* [YOUR TASK]
Below are some records; output all of them exactly as they read.

* [DATASET EXCERPTS]
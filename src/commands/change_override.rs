//! `archive-admin change-override`: move publications between components,
//! sections and priorities.

use std::process;

use anyhow::{Context, Result};
use clap::Args;
use tracing::{debug, warn};

use super::{confirm, connect, fail, find_source, open_suite};
use crate::cli::Cli;
use crate::color::ColorScheme;
use crate::launchpad::{BinaryPublication, BinaryQuery, LaunchpadApi, OverrideChange, Suite};

#[derive(Debug, Clone, Args)]
pub struct ChangeOverrideArgs {
  /// Package names (sources unless --binary)
  #[arg(required = true, value_name = "PACKAGE")]
  pub packages: Vec<String>,

  #[arg(long, default_value = "ubuntu", value_name = "ARCHIVE")]
  pub archive: String,

  /// Suite, e.g. noble or noble-updates
  #[arg(short = 's', long, value_name = "SUITE")]
  pub suite: Suite,

  /// New component
  #[arg(short = 'c', long, value_name = "COMPONENT")]
  pub component: Option<String>,

  /// New section
  #[arg(short = 'x', long, value_name = "SECTION")]
  pub section: Option<String>,

  /// New priority (binaries only)
  #[arg(short = 'p', long, value_name = "PRIORITY")]
  pub priority: Option<String>,

  /// Treat names as binary packages
  #[arg(short = 'B', long, conflicts_with = "source_and_binary")]
  pub binary: bool,

  /// Also change the binaries built by each source
  #[arg(short = 'S', long)]
  pub source_and_binary: bool,
}

impl ChangeOverrideArgs {
  pub fn validate(&self) -> Result<(), String> {
    if self.requested().is_empty() {
      return Err("Specify at least one of --component, --section or --priority".to_string());
    }
    let binaries = self.binary || self.source_and_binary;
    if self.priority.is_some() && self.component.is_none() && self.section.is_none() && !binaries {
      return Err("--priority only applies to binaries; use --binary or --source-and-binary".to_string());
    }
    Ok(())
  }

  pub fn requested(&self) -> OverrideChange {
    OverrideChange {
      component: self.component.clone(),
      section: self.section.clone(),
      priority: self.priority.clone(),
    }
  }
}

/// Keep only the requested values that differ from the current ones.
///
/// `current_priority` is `None` for source publications, which have none.
pub fn effective_change(
  requested: &OverrideChange,
  current_component: &str,
  current_section: &str,
  current_priority: Option<&str>,
) -> OverrideChange {
  let differs = |new: &Option<String>, current: &str| new.clone().filter(|n| !n.eq_ignore_ascii_case(current));
  OverrideChange {
    component: differs(&requested.component, current_component),
    section: differs(&requested.section, current_section),
    priority: current_priority.and_then(|current| differs(&requested.priority, current)),
  }
}

/// An override to apply to one publication.
#[derive(Debug, Clone, PartialEq, Eq)]
pub struct OverrideTarget {
  pub link: String,
  pub description: String,
  pub change: OverrideChange,
}

fn binary_target(binary: &BinaryPublication, requested: &OverrideChange) -> Option<OverrideTarget> {
  let change = effective_change(
    requested,
    &binary.component_name,
    &binary.section_name,
    Some(&binary.priority_name),
  );
  let description = format!(
    "{} {} [{}]",
    binary.binary_package_name,
    binary.binary_package_version,
    binary.architecture()
  );
  if change.is_empty() {
    debug!("{description} already has the requested overrides");
    return None;
  }
  Some(OverrideTarget {
    link: binary.self_link.clone(),
    description,
    change,
  })
}

/// Resolve publications and the overrides each one needs. Publications that
/// already match are left out.
pub async fn plan_override_changes(api: &dyn LaunchpadApi, args: &ChangeOverrideArgs) -> Result<Vec<OverrideTarget>> {
  let (archive, series) = open_suite(api, &args.archive, &args.suite).await?;
  let requested = args.requested();
  let mut targets = Vec::new();

  for name in &args.packages {
    if args.binary {
      let query = BinaryQuery {
        binary_name: Some(name.clone()),
        exact_match: true,
        pocket: Some(args.suite.pocket),
        status: Some("Published".to_string()),
        ..BinaryQuery::default()
      };
      let series_prefix = format!("{}/", series.self_link.trim_end_matches('/'));
      let binaries = api
        .get_published_binaries(&archive, &query)
        .await
        .with_context(|| format!("Failed to look up binary {name}"))?;
      let binaries: Vec<_> = binaries
        .iter()
        .filter(|b| b.distro_arch_series_link.starts_with(&series_prefix))
        .collect();
      if binaries.is_empty() {
        warn!("{name} is not published in {}/{}", args.archive, args.suite);
      }
      targets.extend(binaries.into_iter().filter_map(|b| binary_target(b, &requested)));
      continue;
    }

    let Some(source) = find_source(api, &archive, &series, args.suite.pocket, name, None).await? else {
      warn!("{name} is not published in {}/{}", args.archive, args.suite);
      continue;
    };
    let change = effective_change(&requested, &source.component_name, &source.section_name, None);
    let description = format!("{} {}", source.source_package_name, source.source_package_version);
    if change.is_empty() {
      debug!("{description} already has the requested overrides");
    } else {
      targets.push(OverrideTarget {
        link: source.self_link.clone(),
        description,
        change,
      });
    }

    if args.source_and_binary {
      let binaries = api
        .get_publication_binaries(&source)
        .await
        .with_context(|| format!("Failed to list binaries of {name}"))?;
      targets.extend(
        binaries
          .iter()
          .filter(|b| b.status == "Published")
          .filter_map(|b| binary_target(b, &requested)),
      );
    }
  }

  Ok(targets)
}

fn describe(change: &OverrideChange) -> String {
  [
    change.component.as_ref().map(|c| format!("component={c}")),
    change.section.as_ref().map(|s| format!("section={s}")),
    change.priority.as_ref().map(|p| format!("priority={p}")),
  ]
  .into_iter()
  .flatten()
  .collect::<Vec<_>>()
  .join(" ")
}

pub(crate) async fn handle_change_override_command(args: &ChangeOverrideArgs, cli: &Cli, colors: &ColorScheme) {
  let client = connect(cli, colors);
  let targets = match plan_override_changes(&client, args).await {
    Ok(targets) => targets,
    Err(e) => fail(colors, "Failed to find publications", e, 1),
  };

  if targets.is_empty() {
    println!("{} Nothing to change", colors.info("ℹ"));
    return;
  }
  for target in &targets {
    println!("  {} → {}", target.description, colors.code(describe(&target.change)));
  }

  if cli.behavior.dry_run {
    println!("{}", colors.dimmed("Dry run; no overrides changed."));
    return;
  }
  if !cli.behavior.yes && !confirm("Override?") {
    return;
  }

  let mut failed = false;
  for target in &targets {
    if let Err(e) = client.change_override(&target.link, &target.change).await {
      eprintln!("{} {}: {e:#}", colors.error("✗"), target.description);
      failed = true;
    }
  }
  if failed {
    process::exit(1);
  }
  println!("{} Overrides changed", colors.success("✓"));
}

* [SOLUTION TO THE PROBLEM]
filename src/commands/change_override.rs
//! `archive-admin change-override`: move publications between components,
//! sections and priorities.

use std::process;

use anyhow::{Context, Result};
use clap::Args;
use tracing::{debug, warn};

use super::{confirm, connect, fail, find_source, open_suite};
use crate::cli::Cli;
use crate::color::ColorScheme;
use crate::launchpad::{BinaryPublication, BinaryQuery, LaunchpadApi, OverrideChange, Suite};

#[derive(Debug, Clone, Args)]
pub struct ChangeOverrideArgs {
  /// Package names (sources unless --binary)
  #[arg(required = true, value_name = "PACKAGE")]
  pub packages: Vec<String>,

  #[arg(long, default_value = "ubuntu", value_name = "ARCHIVE")]
  pub archive: String,

  /// Suite, e.g. noble or noble-updates
  #[arg(short = 's', long, value_name = "SUITE")]
  pub suite: Suite,

  /// New component
  #[arg(short = 'c', long, value_name = "COMPONENT")]
  pub component: Option<String>,

  /// New section
  #[arg(short = 'x', long, value_name = "SECTION")]
  pub section: Option<String>,

  /// New priority (binaries only)
  #[arg(short = 'p', long, value_name = "PRIORITY")]
  pub priority: Option<String>,

  /// Treat names as binary packages
  #[arg(short = 'B', long, conflicts_with = "source_and_binary")]
  pub binary: bool,

  /// Also change the binaries built by each source
  #[arg(short = 'S', long)]
  pub source_and_binary: bool,
}

impl ChangeOverrideArgs {
  pub fn validate(&self) -> Result<(), String> {
    if self.requested().is_empty() {
      return Err("Specify at least one of --component, --section or --priority".to_string());
    }
    let binaries = self.binary || self.source_and_binary;
    if self.priority.is_some() && self.component.is_none() && self.section.is_none() && !binaries {
      return Err("--priority only applies to binaries; use --binary or --source-and-binary".to_string());
    }
    Ok(())
  }

  pub fn requested(&self) -> OverrideChange {
    OverrideChange {
      component: self.component.clone(),
      section: self.section.clone(),
      priority: self.priority.clone(),
    }
  }
}

/// Keep only the requested values that differ from the current ones.
///
/// `current_priority` is `None` for source publications, which have none.
pub fn effective_change(
  requested: &OverrideChange,
  current_component: &str,
  current_section: &str,
  current_priority: Option<&str>,
) -> OverrideChange {
  let differs = |new: &Option<String>, current: &str| new.clone().filter(|n| !n.eq_ignore_ascii_case(current));
  OverrideChange {
    component: differs(&requested.component, current_component),
    section: differs(&requested.section, current_section),
    priority: current_priority.and_then(|current| differs(&requested.priority, current)),
  }
}

/// An override to apply to one publication.
#[derive(Debug, Clone, PartialEq, Eq)]
pub struct OverrideTarget {
  pub link: String,
  pub description: String,
  pub change: OverrideChange,
}

fn binary_target(binary: &BinaryPublication, requested: &OverrideChange) -> Option<OverrideTarget> {
  let change = effective_change(
    requested,
    &binary.component_name,
    &binary.section_name,
    Some(&binary.priority_name),
  );
  let description = format!(
    "{} {} [{}]",
    binary.binary_package_name,
    binary.binary_package_version,
    binary.architecture()
  );
  if change.is_empty() {
    debug!("{description} already has the requested overrides");
    return None;
  }
  Some(OverrideTarget {
    link: binary.self_link.clone(),
    description,
    change,
  })
}

/// Resolve publications and the overrides each one needs. Publications that
/// already match are left out.
pub async fn plan_override_changes(api: &dyn LaunchpadApi, args: &ChangeOverrideArgs) -> Result<Vec<OverrideTarget>> {
  let (archive, series) = open_suite(api, &args.archive, &args.suite).await?;
  let requested = args.requested();
  let mut targets = Vec::new();

  for name in &args.packages {
    if args.binary {
      let query = BinaryQuery {
        binary_name: Some(name.clone()),
        exact_match: true,
        pocket: Some(args.suite.pocket),
        status: Some("Published".to_string()),
        ..BinaryQuery::default()
      };
      let series_prefix = format!("{}/", series.self_link.trim_end_matches('/'));
      let binaries = api
        .get_published_binaries(&archive, &query)
        .await
        .with_context(|| format!("Failed to look up binary {name}"))?;
      let binaries: Vec<_> = binaries
        .iter()
        .filter(|b| b.distro_arch_series_link.starts_with(&series_prefix))
        .collect();
      if binaries.is_empty() {
        warn!("{name} is not published in {}/{}", args.archive, args.suite);
      }
      targets.extend(binaries.into_iter().filter_map(|b| binary_target(b, &requested)));
      continue;
    }

    let Some(source) = find_source(api, &archive, &series, args.suite.pocket, name, None).await? else {
      warn!("{name} is not published in {}/{}", args.archive, args.suite);
      continue;
    };
    let change = effective_change(&requested, &source.component_name, &source.section_name, None);
    let description = format!("{} {}", source.source_package_name, source.source_package_version);
    if change.is_empty() {
      debug!("{description} already has the requested overrides");
    } else {
      targets.push(OverrideTarget {
        link: source.self_link.clone(),
        description,
        change,
      });
    }

    if args.source_and_binary {
      let binaries = api
        .get_publication_binaries(&source)
        .await
        .with_context(|| format!("Failed to list binaries of {name}"))?;
      targets.extend(
        binaries
          .iter()
          .filter(|b| b.status == "Published")
          .filter_map(|b| binary_target(b, &requested)),
      );
    }
  }

  Ok(targets)
}

fn describe(change: &OverrideChange) -> String {
  [
    change.component.as_ref().map(|c| format!("component={c}")),
    change.section.as_ref().map(|s| format!("section={s}")),
    change.priority.as_ref().map(|p| format!("priority={p}")),
  ]
  .into_iter()
  .flatten()
  .collect::<Vec<_>>()
  .join(" ")
}

pub(crate) async fn handle_change_override_command(args: &ChangeOverrideArgs, cli: &Cli, colors: &ColorScheme) {
  let client = connect(cli, colors);
  let targets = match plan_override_changes(&client, args).await {
    Ok(targets) => targets,
    Err(e) => fail(colors, "Failed to find publications", e, 1),
  };

  if targets.is_empty() {
    println!("{} Nothing to change", colors.info("ℹ"));
    return;
  }
  for target in &targets {
    println!("  {} → {}", target.description, colors.code(describe(&target.change)));
  }

  if cli.behavior.dry_run {
    println!("{}", colors.dimmed("Dry run; no overrides changed."));
    return;
  }
  if !cli.behavior.yes && !confirm("Override?") {
    return;
  }

  let mut failed = false;
  for target in &targets {
    if let Err(e) = client.change_override(&target.link, &target.change).await {
      eprintln!("{} {}: {e:#}", colors.error("✗"), target.description);
      failed = true;
    }
  }
  if failed {
    process::exit(1);
  }
  println!("{} Overrides changed", colors.success("✓"));
}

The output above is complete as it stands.